Our mid-winter festivities always feel like light in the darkness to me.  Twinkling fairy lights, candles, cosy homes surrounded by snow, gifts to those less fortunate.  Obviously, these are idealised images, but it seems to me that at the centre of it all is hope.  Hope is trusting in something that is not fully seen at that time, but which we feel certain will come, like the rising of the sun each morning or the coming of spring.  But, in the cold darkness, what is it that is giving us hope?  Sure, the orbit of the earth around the sun and the knowledge that warmer weather will come is pretty important, but there are other things too.  I was reflecting recently how many people see this time of year as a time to give money to charity or take part in activities to help those less fortunate that themselves.  Is Christmas, or another mid-winter celebration, about the hope of the goodness of humanity for many people?  We look to and participate in those small random acts of kindness, amongst all the greed, indifferent and hurt, to give us that hope that human beings are good at the core.

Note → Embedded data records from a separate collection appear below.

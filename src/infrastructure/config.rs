use crate::infrastructure::error::InfraError;
use chrono_tz::Tz;
use serde::{Deserialize, Serialize};
use std::fs;
use std::path::Path;
use url::Url;

const CLIENT_JSON: &str = "client.json";
const SUPPORTED_SCHEMA: u64 = 1;
const DEFAULT_API_BASE_URL: &str = "http://localhost:8000";
const API_URL_KEYS: [&str; 2] = ["STUDYPLAN_API_URL", "API_BASE_URL"];
const TIMEZONE_KEYS: [&str; 1] = ["STUDYPLAN_TIMEZONE"];
const TOKEN_KEYS: [&str; 1] = ["STUDYPLAN_TOKEN"];

/// How coarse the in-flight guard for block edits is.
#[derive(Debug, Clone, Copy, Serialize, Deserialize, PartialEq, Eq, Default)]
#[serde(rename_all = "snake_case")]
pub enum LockScope {
    /// One pending edit per block; different blocks may be edited concurrently.
    Block,
    /// One pending edit for the whole plan.
    #[default]
    Plan,
}

#[derive(Debug, Clone, PartialEq, Eq, Serialize, Deserialize)]
#[serde(rename_all = "camelCase", default)]
pub struct ClientConfig {
    pub api_base_url: String,
    pub timezone: String,
    pub default_event_minutes: u32,
    pub lock_scope: LockScope,
    pub request_timeout_seconds: u64,
    pub credential_service: String,
    pub credential_account: String,
    #[serde(skip)]
    pub static_token: Option<String>,
}

impl Default for ClientConfig {
    fn default() -> Self {
        Self {
            api_base_url: DEFAULT_API_BASE_URL.to_string(),
            timezone: "UTC".to_string(),
            default_event_minutes: 60,
            lock_scope: LockScope::Plan,
            request_timeout_seconds: 30,
            credential_service: "studyplan.api".to_string(),
            credential_account: "default".to_string(),
            static_token: None,
        }
    }
}

impl ClientConfig {
    pub fn validate(&self) -> Result<(), InfraError> {
        self.api_url()?;
        self.tz()?;
        if self.default_event_minutes == 0 {
            return Err(InfraError::InvalidConfig(
                "defaultEventMinutes must be > 0".to_string(),
            ));
        }
        if self.request_timeout_seconds == 0 {
            return Err(InfraError::InvalidConfig(
                "requestTimeoutSeconds must be > 0".to_string(),
            ));
        }
        if self.credential_service.trim().is_empty() {
            return Err(InfraError::InvalidConfig(
                "credentialService must not be empty".to_string(),
            ));
        }
        Ok(())
    }

    pub fn api_url(&self) -> Result<Url, InfraError> {
        Url::parse(self.api_base_url.trim()).map_err(|error| {
            InfraError::InvalidConfig(format!(
                "invalid apiBaseUrl '{}': {error}",
                self.api_base_url
            ))
        })
    }

    pub fn tz(&self) -> Result<Tz, InfraError> {
        self.timezone.trim().parse::<Tz>().map_err(|error| {
            InfraError::InvalidConfig(format!("invalid timezone '{}': {error}", self.timezone))
        })
    }
}

fn default_client_file() -> Result<serde_json::Value, InfraError> {
    let mut value = serde_json::to_value(ClientConfig::default())?;
    if let Some(object) = value.as_object_mut() {
        object.insert("schema".to_string(), serde_json::json!(SUPPORTED_SCHEMA));
    }
    Ok(value)
}

pub fn ensure_default_configs(config_dir: &Path) -> Result<(), InfraError> {
    let path = config_dir.join(CLIENT_JSON);
    if !path.exists() {
        let formatted = serde_json::to_string_pretty(&default_client_file()?)?;
        fs::write(path, format!("{formatted}\n"))?;
    }
    Ok(())
}

fn read_config(path: &Path) -> Result<serde_json::Value, InfraError> {
    let raw = fs::read_to_string(path)?;
    let parsed: serde_json::Value = serde_json::from_str(&raw)?;
    let schema = parsed
        .get("schema")
        .and_then(serde_json::Value::as_u64)
        .ok_or_else(|| InfraError::InvalidConfig(format!("missing schema in {}", path.display())))?;
    if schema != SUPPORTED_SCHEMA {
        return Err(InfraError::InvalidConfig(format!(
            "unsupported schema {} in {}",
            schema,
            path.display()
        )));
    }
    Ok(parsed)
}

pub fn load_client_config(config_dir: &Path) -> Result<ClientConfig, InfraError> {
    let raw = read_config(&config_dir.join(CLIENT_JSON))?;
    let config: ClientConfig = serde_json::from_value(raw)?;
    config.validate()?;
    Ok(config)
}

pub fn apply_overrides<F>(mut config: ClientConfig, lookup: F) -> Result<ClientConfig, InfraError>
where
    F: Fn(&str) -> Option<String>,
{
    if let Some(api_url) = optional_lookup_value(&lookup, &API_URL_KEYS) {
        config.api_base_url = api_url;
    }
    if let Some(timezone) = optional_lookup_value(&lookup, &TIMEZONE_KEYS) {
        config.timezone = timezone;
    }
    config.static_token = optional_lookup_value(&lookup, &TOKEN_KEYS);
    config.validate()?;
    Ok(config)
}

fn optional_lookup_value<F>(lookup: &F, keys: &[&str]) -> Option<String>
where
    F: Fn(&str) -> Option<String>,
{
    for key in keys {
        if let Some(value) = lookup(key) {
            let normalized = value.trim();
            if !normalized.is_empty() {
                return Some(normalized.to_string());
            }
        }
    }
    None
}
pub mod calendar_mapper;
pub mod config;
pub mod credential_store;
pub mod error;
pub mod logging;
pub mod study_plan_client;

It's possible to feel this in our churches too, particularly as we feel that warm glow of self-righteousness as we fill up a shoebox of gifts for an unknown child.  And that is why the part of the gospel message that starts with our passage today is so important.   Our passage gives us no hope for humankind - it paints a bleak picture of a world that is the result of our sin.  The ancestors of all sparse larders and broken relationships, of which the pain is often felt especially keenly at Christmas, are all there in Eden. Ephesians 2 describes us as 'dead in [our] transgressions and sin' (v1) and 'by nature deserving of wrath' (v3).  We are not just weakened or not-quite-perfect, but cut off from the author of life himself.  There is no hope for humanity to save itself.

And yet, even in the dark winter of Genesis 3, we see a flickering candle of hope.   

And I will put enmity
between you and the woman,
and between your offspring and hers;
he will crush your head,
and you will strike his heel.

Evil would not go unchecked and unpunished - a rescuer is promised to crush its head, although he himself will be stricken.  We, with the benefit of thousands of years of history unfolding, know the identity of this rescuer who will bring hope to the world as the baby lying in the manger that we remember at Christmas.

The celebration of Christmas in mid-winter has mixed origins, but it is not because Jesus was actually born at this time.  And yet, despite its origins, it is fitting that we celebrate the birth of Christ during what is otherwise a bleak and dark time.  Christ himself came into poverty, shame and obscurity - a quite literally tiny sign of hope.  He did not come to stay a baby, but to die for our sins and defeat death.   When we search around in the darkness for hope, it is not to the goodness of humanity we should look, but to the baby in the manger - to Jesus Christ, our rescuer, redeemer, king and Lord.  And when we see hope in the words and actions of others, we would do well to remember that these things are but a reflection or outworking of our Lord.  He is the hope of Christmas.